La clave financiera que hay que observar hoy de Argentina no es la verborragia de afirmar que ' ganamos grados de libertad para la decisión nacional' sino la reproducción de un festival de nuevas emisiones de bonos de deuda en pesos ajustados por inflación (a la manera que ha venido haciendo Brasil desde hace tiempo) con una rentabilidad que llega a triplicar la ofrecida en promedio las mayores plazas financieras internacionales. Es éste un motivo central de la enorme liquidez en dólares del Banco Central con ingreso masivo de capitales especulativos que permite satisfacer al FMI en un solo pago. Por cierto, esta historia se ha repetido muchas veces y nada tiene que ver ello con un cambio de estrategia hacia la atención de prioridades sociales o de una declamada promesa que se mejorará la distribución del ingreso. Es justamente al revés.

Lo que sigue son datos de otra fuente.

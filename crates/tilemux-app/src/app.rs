//! The supervisor: startup, the cooperative event loop, and guaranteed
//! teardown.
//!
//! One thread owns everything. Each loop iteration polls input with a
//! short timeout, dispatches at most one key fully (including both
//! redraws of a focus change), then evaluates the scheduler for the
//! current wall-clock second and runs due refresh scripts in
//! declaration order. Shutdown is cooperative: `q` or SIGINT is
//! observed at the top of the next iteration.

use std::path::PathBuf;
use std::sync::atomic::{AtomicBool, Ordering};
use std::sync::Arc;
use std::time::{Duration, SystemTime, UNIX_EPOCH};

use tracing::debug;

use tilemux_core::color::Color;
use tilemux_core::draw::{draw_box, BoxSkin};
use tilemux_core::error::{CoreError, Result};
use tilemux_core::event::InputEvent;
use tilemux_core::focus::{FocusChange, FocusRing};
use tilemux_core::frame::Frame;
use tilemux_core::geometry::Size;
use tilemux_core::loader::load_document;
use tilemux_core::resolve::{paint_order, resolve_layout};
use tilemux_core::runner::ProcessRunner;
use tilemux_core::schedule::Scheduler;
use tilemux_core::script::run_script;
use tilemux_core::store::{keys, Entity, Store};
use tilemux_core::terminal::{AnsiBackend, Terminal};

use crate::flatten::flatten_file;
use crate::input::{action_for, InputAction};
use crate::runner::ShellRunner;

/// Input poll timeout; also the cadence of scheduler evaluation.
const POLL_TIMEOUT: Duration = Duration::from_millis(50);

/// Load every configured document and return the layout to run.
pub fn load_layouts(store: &mut Store, configs: &[PathBuf], layout_id: &str) -> Result<Entity> {
    let mut target = None;
    for path in configs {
        let doc = flatten_file(path)?;
        let layout = load_document(store, &doc)?;
        if store.get_str(layout, keys::ID) == Some(layout_id) {
            target = Some(layout);
        }
    }
    target.ok_or_else(|| {
        CoreError::Config(format!(
            "layout '{layout_id}' not found in the loaded documents"
        ))
    })
}

/// The `start-layout` subcommand: load, take the terminal, loop.
pub fn run_start_layout(layout_id: &str, configs: &[PathBuf], focus_color: &str) -> Result<()> {
    // Configuration errors are fatal before the terminal is touched.
    let mut store = Store::new();
    let layout = load_layouts(&mut store, configs, layout_id)?;

    let shutdown = Arc::new(AtomicBool::new(false));
    signal_hook::flag::register(signal_hook::consts::SIGINT, Arc::clone(&shutdown))?;

    let runner = ShellRunner::new();
    let mut backend = AnsiBackend::new();
    run_layout(
        &mut store,
        layout,
        &mut backend,
        &runner,
        &Color::parse(focus_color),
        &shutdown,
    )
}

/// Run the event loop for one layout on the given backend.
///
/// The terminal is entered on the way in and left on the way out, on
/// success and on error alike (the backend's `Drop` backstops panics).
pub fn run_layout(
    store: &mut Store,
    layout: Entity,
    backend: &mut dyn Terminal,
    runner: &dyn ProcessRunner,
    focus_color: &Color,
    shutdown: &AtomicBool,
) -> Result<()> {
    backend.enter()?;
    let result = event_loop(store, layout, backend, runner, focus_color, shutdown);
    let left = backend.leave();
    result.and(left)
}

fn event_loop(
    store: &mut Store,
    layout: Entity,
    backend: &mut dyn Terminal,
    runner: &dyn ProcessRunner,
    focus_color: &Color,
    shutdown: &AtomicBool,
) -> Result<()> {
    let size = backend.size()?;
    let mut frame = Frame::new(size);
    resolve_layout(store, layout, size)?;

    let mut scheduler = Scheduler::new();
    scheduler.rebuild(store, layout);
    let mut focus = FocusRing::new();
    focus.rebuild(store, layout);

    redraw_all(store, layout, &mut frame, backend, focus.current(), focus_color)?;

    loop {
        if shutdown.load(Ordering::Relaxed) {
            return Ok(());
        }

        match backend.poll_event(POLL_TIMEOUT)? {
            Some(InputEvent::Key(key)) => match action_for(key) {
                InputAction::Quit => return Ok(()),
                InputAction::FocusNext => {
                    if let Some(change) = focus.next() {
                        apply_focus_change(store, runner, &mut frame, backend, change, focus_color)?;
                    }
                }
                InputAction::FocusPrev => {
                    if let Some(change) = focus.prev() {
                        apply_focus_change(store, runner, &mut frame, backend, change, focus_color)?;
                    }
                }
                InputAction::None => {}
            },
            Some(InputEvent::Resize(cols, rows)) => {
                let size = Size::new(cols, rows);
                frame.handle_resize(size);
                resolve_layout(store, layout, size)?;
                redraw_all(store, layout, &mut frame, backend, focus.current(), focus_color)?;
            }
            None => {}
        }

        let now = epoch_seconds();
        for bx in scheduler.due(now) {
            fire_event(store, runner, bx, "refresh");
            redraw_box(store, bx, &mut frame, backend, focus.current(), focus_color)?;
        }
    }
}

/// Leave the old box, enter the new one, redraw exactly the two.
fn apply_focus_change(
    store: &mut Store,
    runner: &dyn ProcessRunner,
    frame: &mut Frame,
    backend: &mut dyn Terminal,
    change: FocusChange,
    focus_color: &Color,
) -> Result<()> {
    fire_event(store, runner, change.from, "leave");
    fire_event(store, runner, change.to, "enter");
    redraw_box(store, change.from, frame, backend, Some(change.to), focus_color)?;
    redraw_box(store, change.to, frame, backend, Some(change.to), focus_color)
}

/// Run a box's named event script, if declared, and assign its output.
///
/// Script failures are non-fatal: the box keeps its previous body and
/// the failure goes to the debug log. Empty output leaves the body
/// unchanged as well.
fn fire_event(store: &mut Store, runner: &dyn ProcessRunner, bx: Entity, name: &str) {
    let Some(script) = store
        .event_named(bx, name)
        .and_then(|ev| store.get_str(ev, keys::SCRIPT).map(String::from))
    else {
        return;
    };
    match run_script(runner, &script) {
        Ok(output) if !output.is_empty() => store.set_prop(bx, keys::BODY, output),
        Ok(_) => {}
        Err(e) => {
            let id = store.get_str(bx, keys::ID).unwrap_or_default();
            debug!(box_id = id, event = name, error = %e, "event script failed");
        }
    }
}

/// Repaint one box and flush the delta.
fn redraw_box(
    store: &Store,
    bx: Entity,
    frame: &mut Frame,
    backend: &mut dyn Terminal,
    focused: Option<Entity>,
    focus_color: &Color,
) -> Result<()> {
    let skin = BoxSkin::from_store(store, bx)?;
    draw_box(frame.buffer_mut(), &skin, focused == Some(bx), focus_color);
    frame.flush(backend)
}

/// Clear and repaint the whole tree in declaration order.
fn redraw_all(
    store: &Store,
    layout: Entity,
    frame: &mut Frame,
    backend: &mut dyn Terminal,
    focused: Option<Entity>,
    focus_color: &Color,
) -> Result<()> {
    frame.full_clear(backend)?;
    for bx in paint_order(store, layout)? {
        let skin = BoxSkin::from_store(store, bx)?;
        draw_box(frame.buffer_mut(), &skin, focused == Some(bx), focus_color);
    }
    frame.flush(backend)
}

/// Wall-clock seconds since the epoch.
fn epoch_seconds() -> u64 {
    SystemTime::now()
        .duration_since(UNIX_EPOCH)
        .map(|d| d.as_secs())
        .unwrap_or(0)
}
//! Terminal driver trait.

use std::time::Duration;

use crate::error::Result;
use crate::event::InputEvent;
use crate::geometry::Size;

/// Abstraction over terminal backends.
///
/// The terminal is a process-wide singleton owned by the event loop;
/// nothing else writes to it.
pub trait Terminal {
    /// Current terminal size in cells.
    fn size(&self) -> Result<Size>;

    /// Take ownership of the screen: raw input mode, alternate screen,
    /// wrap off, cursor hidden, cleared.
    fn enter(&mut self) -> Result<()>;

    /// Give the screen back: restore wrap, cursor, main buffer, and
    /// cooked input. Must run on every exit path.
    fn leave(&mut self) -> Result<()>;

    /// Write raw bytes to the terminal.
    fn write_raw(&mut self, data: &[u8]) -> Result<()>;

    /// Flush buffered output to the terminal.
    fn flush(&mut self) -> Result<()>;

    /// Wait up to `timeout` for one input event.
    ///
    /// Returns `None` when the timeout elapses without input. A zero
    /// timeout polls and returns immediately.
    fn poll_event(&mut self, timeout: Duration) -> Result<Option<InputEvent>>;
}
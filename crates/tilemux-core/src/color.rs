//! The sixteen-color ANSI model used for borders, fills, titles, and body
//! text.
//!
//! Configuration documents name colors by the eight base names; values that
//! already look like an SGR escape pass through untouched, and unknown
//! names render with no color change.

/// One of the eight base ANSI color names.
#[derive(Clone, Copy, Debug, PartialEq, Eq, Hash)]
pub enum NamedColor {
    /// ANSI black (SGR 30/40).
    Black,
    /// ANSI red (SGR 31/41).
    Red,
    /// ANSI green (SGR 32/42).
    Green,
    /// ANSI yellow (SGR 33/43).
    Yellow,
    /// ANSI blue (SGR 34/44).
    Blue,
    /// ANSI magenta (SGR 35/45).
    Magenta,
    /// ANSI cyan (SGR 36/46).
    Cyan,
    /// ANSI white (SGR 37/47).
    White,
}

impl NamedColor {
    /// Offset of this color within the SGR 30-37 / 40-47 ranges.
    pub fn ansi_offset(&self) -> u8 {
        match self {
            Self::Black => 0,
            Self::Red => 1,
            Self::Green => 2,
            Self::Yellow => 3,
            Self::Blue => 4,
            Self::Magenta => 5,
            Self::Cyan => 6,
            Self::White => 7,
        }
    }

    /// Look up a color by its configuration name.
    pub fn from_name(name: &str) -> Option<Self> {
        match name {
            "black" => Some(Self::Black),
            "red" => Some(Self::Red),
            "green" => Some(Self::Green),
            "yellow" => Some(Self::Yellow),
            "blue" => Some(Self::Blue),
            "magenta" => Some(Self::Magenta),
            "cyan" => Some(Self::Cyan),
            "white" => Some(Self::White),
            _ => None,
        }
    }
}

/// A drawable color.
#[derive(Clone, Debug, PartialEq, Eq, Hash)]
pub enum Color {
    /// No color change; the terminal's current default.
    Default,
    /// One of the sixteen-color ANSI names.
    Named(NamedColor),
    /// An already-encoded SGR string passed through verbatim.
    Raw(String),
}

impl Color {
    /// Parse a configuration color value.
    ///
    /// Known names map to [`Color::Named`]; strings containing an escape
    /// byte pass through as [`Color::Raw`]; anything else is
    /// [`Color::Default`] (no color change).
    pub fn parse(value: &str) -> Self {
        if value.contains('\x1b') {
            return Self::Raw(value.to_string());
        }
        match NamedColor::from_name(value) {
            Some(named) => Self::Named(named),
            None => Self::Default,
        }
    }

    /// The SGR sequence selecting this color as foreground, if any.
    pub fn fg_seq(&self) -> Option<String> {
        match self {
            Self::Default => None,
            Self::Named(c) => Some(format!("\x1b[{}m", 30 + c.ansi_offset())),
            Self::Raw(s) => Some(s.clone()),
        }
    }

    /// The SGR sequence selecting this color as background, if any.
    pub fn bg_seq(&self) -> Option<String> {
        match self {
            Self::Default => None,
            Self::Named(c) => Some(format!("\x1b[{}m", 40 + c.ansi_offset())),
            Self::Raw(s) => Some(s.clone()),
        }
    }
}

impl Default for Color {
    fn default() -> Self {
        Self::Default
    }
}

/// Foreground and background color of a cell.
#[derive(Clone, Debug, PartialEq, Eq, Hash, Default)]
pub struct Style {
    /// Foreground color.
    pub fg: Color,
    /// Background color.
    pub bg: Color,
}

impl Style {
    /// A style with the given foreground and default background.
    pub fn fg(color: Color) -> Self {
        Self {
            fg: color,
            bg: Color::Default,
        }
    }

    /// Returns true if this style changes nothing.
    pub fn is_plain(&self) -> bool {
        self.fg == Color::Default && self.bg == Color::Default
    }
}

Ya es posible prever el final. Ocurrirá cuando cambian los flujos y ya no lleguen dólares a raudales. Observaremos entonces multiplicarse los discursos contra 'esos gobiernos que endeudaron para que ganen los especuladores a nuestra Patria'. No tengo dudas de afirmar que en ese banquillo de acusados deberá ser puesto el propio gobierno declamativo de Kirchner.
* Jorge Marchini es Profesor de Economía UBA - Miembro de Economistas de Izquierda (EDI).